Education, Technology, and the future

I just finished listening to the EconTalk Podcast on “The Future of Work“.  The podcast featured a panel discussion about technology, work, and the future – absolutely fascinating.  What really got my mind spinning was the role of education in this technological future.

After spending a year designing and developing my first MOOC and deeply researching pedagogy, instructional design, and information economics, I have come to a new appreciation for how technology can help education reach larger audiences at drastically lower prices, while simultaneously creating a deeper, richer, more meaningful learning environment that builds objective knowledge about the world.   Not only can it be done, but it should be done.  In a news story about our MOOC, I was quoted as saying “This MOOC demonstrates that ECU can continue its leadership in distance education and better achieve its mission in these fiscally challenging times.”  But in retrospect, it doesn’t matter if these are fiscally challenging times or not.  Now that I have glimpsed the future of education, I want to create it.

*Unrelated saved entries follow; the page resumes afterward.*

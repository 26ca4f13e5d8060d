//! Event system for step logging

use super::codes::Code;
use chrono::{DateTime, Utc};
use serde::{Deserialize, Serialize};
use std::collections::BTreeMap;

/// Log severity levels
#[derive(Debug, Clone, Copy, PartialEq, Eq, PartialOrd, Ord, Serialize, Deserialize)]
#[serde(rename_all = "lowercase")]
pub enum LogLevel {
    Error = 0,
    Warning = 1,
    Info = 2,
    Debug = 3,
}

impl LogLevel {
    pub fn as_str(&self) -> &'static str {
        match self {
            LogLevel::Error => "ERROR",
            LogLevel::Warning => "WARN",
            LogLevel::Info => "INFO",
            LogLevel::Debug => "DEBUG",
        }
    }
}

impl std::str::FromStr for LogLevel {
    type Err = String;

    fn from_str(s: &str) -> Result<Self, Self::Err> {
        match s.trim().to_lowercase().as_str() {
            "error" => Ok(LogLevel::Error),
            "warn" | "warning" => Ok(LogLevel::Warning),
            "info" => Ok(LogLevel::Info),
            "debug" | "trace" => Ok(LogLevel::Debug),
            other => Err(format!(
                "Invalid log level '{}'. Valid values: error, warning, info, debug",
                other
            )),
        }
    }
}

impl Default for LogLevel {
    fn default() -> Self {
        LogLevel::Info
    }
}

/// Core log event structure
#[derive(Debug, Clone)]
pub struct LogEvent {
    pub timestamp: DateTime<Utc>,
    pub level: LogLevel,
    pub code: Code,
    pub message: String,
    pub context: BTreeMap<String, String>,
}

impl LogEvent {
    fn with_level(level: LogLevel, code: Code, message: &str) -> Self {
        Self {
            timestamp: Utc::now(),
            level,
            code,
            message: message.to_string(),
            context: BTreeMap::new(),
        }
    }

    pub fn error(error_code: Code, message: &str) -> Self {
        Self::with_level(LogLevel::Error, error_code, message)
    }

    /// Warnings may not have codes
    pub fn warning(message: &str) -> Self {
        Self::with_level(LogLevel::Warning, Code::new("W000"), message)
    }

    pub fn info(message: &str) -> Self {
        Self::with_level(LogLevel::Info, Code::new("I000"), message)
    }

    /// Info event with a success code
    pub fn success(success_code: Code, message: &str) -> Self {
        Self::with_level(LogLevel::Info, success_code, message)
    }

    pub fn debug(message: &str) -> Self {
        Self::with_level(LogLevel::Debug, Code::new("D000"), message)
    }

    pub fn with_context(mut self, key: &str, value: &str) -> Self {
        self.context.insert(key.to_string(), value.to_string());
        self
    }

    pub fn is_error(&self) -> bool {
        self.level == LogLevel::Error
    }

    pub fn is_warning(&self) -> bool {
        self.level == LogLevel::Warning
    }

    pub fn is_info(&self) -> bool {
        self.level == LogLevel::Info
    }

    pub fn is_debug(&self) -> bool {
        self.level == LogLevel::Debug
    }

    pub fn category(&self) -> &'static str {
        super::codes::get_category(self.code.as_str())
    }

    pub fn severity(&self) -> &'static str {
        super::codes::get_severity(self.code.as_str()).as_str()
    }

    /// Format for display
    pub fn format(&self) -> String {
        let context = if self.context.is_empty() {
            String::new()
        } else {
            let pairs: Vec<String> = self
                .context
                .iter()
                .map(|(k, v)| format!("{}={}", k, v))
                .collect();
            format!(" ({})", pairs.join(", "))
        };
        format!(
            "[{}] {} - {}{}",
            self.level.as_str(),
            self.code.as_str(),
            self.message,
            context
        )
    }

    /// Format as JSON for structured logging
    pub fn format_json(&self) -> Result<String, serde_json::Error> {
        let mut json = serde_json::json!({
            "timestamp": self.timestamp.to_rfc3339(),
            "level": self.level.as_str(),
            "code": self.code.as_str(),
            "message": self.message,
            "category": self.category(),
            "severity": self.severity(),
        });

        if self.is_error() {
            json["error_metadata"] = serde_json::json!({
                "recoverable": super::codes::is_recoverable(self.code.as_str()),
                "description": super::codes::get_description(self.code.as_str()),
                "recommended_action": super::codes::get_action(self.code.as_str()),
            });
        }

        if !self.context.is_empty() {
            json["context"] = serde_json::Value::Object(
                self.context
                    .iter()
                    .map(|(k, v)| (k.clone(), serde_json::Value::String(v.clone())))
                    .collect(),
            );
        }

        serde_json::to_string(&json)
    }
}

Drake and Seeman create educational future with MOOC technology

Photo by Cliff Hollis

As a thought experiment, I considered a current MBA course that I teach on Management Information Systems.  Currently, three faculty from our department and I team-teach this class, combining our face-to-face and 3-4 online sections into one large class.  While our current course design is working well, I can see ways to reduce the number of faculty to 2 and perhaps 1, without sacrificing quality, perhaps even enhancing quality.  It would require a combination of flipping the classroom structure, moving lectures to pre-recorded presentations, and doing more classroom activities that support the integration of concepts with structured thinking exercises based on the knowledge they learned in the book and lectures.  By moving the exercises to class time, the instructor can quickly identify errors, failures, and biases in thinking and help the students to correct those problems.  For the online students, a similar post and review exercise can satisfy similar goals.

I have done something similar in my web development/e-commerce class, with very positive results.   So I’m confident that it can be done.  This has the potential to halve the cost of instruction – maybe more.  The technology and instructional design necessary to support this endeavor does increase, but after it is created, the ongoing costs drop significantly.  For quality education though, there does need to be faculty that provide feedback, guidance, and coaching.  That will not go away anytime soon.

In essence, this separates the product (course materials) from the service (helping students consume and understand the course materials).  At scale, it requires re-thinking the university as primarily a service industry.  It may also lead to two tracts for faculty, one track creating the content and another tract helping students consume the content.  The former requires that the faculty not only be experts on the materials, but understand how best to present that material and have the skills at doing so.  This is not that dissimilar from what the textbook industry does, but web technology now allows for far richer content creation and easier dissemination.  The latter tract also requires faculty to know the material (but perhaps not at the highest levels), but be really good at interacting with students, identifying where students are struggling, and have good techniques for managing expectations.  Within a team-teaching environment, one faculty member to create the content, updating and enhancing it year after year while another faculty member presents the content and manages the classroom.  Working closely, these two team members could create a powerful learning environment that reaches a larger audience at reduced costs.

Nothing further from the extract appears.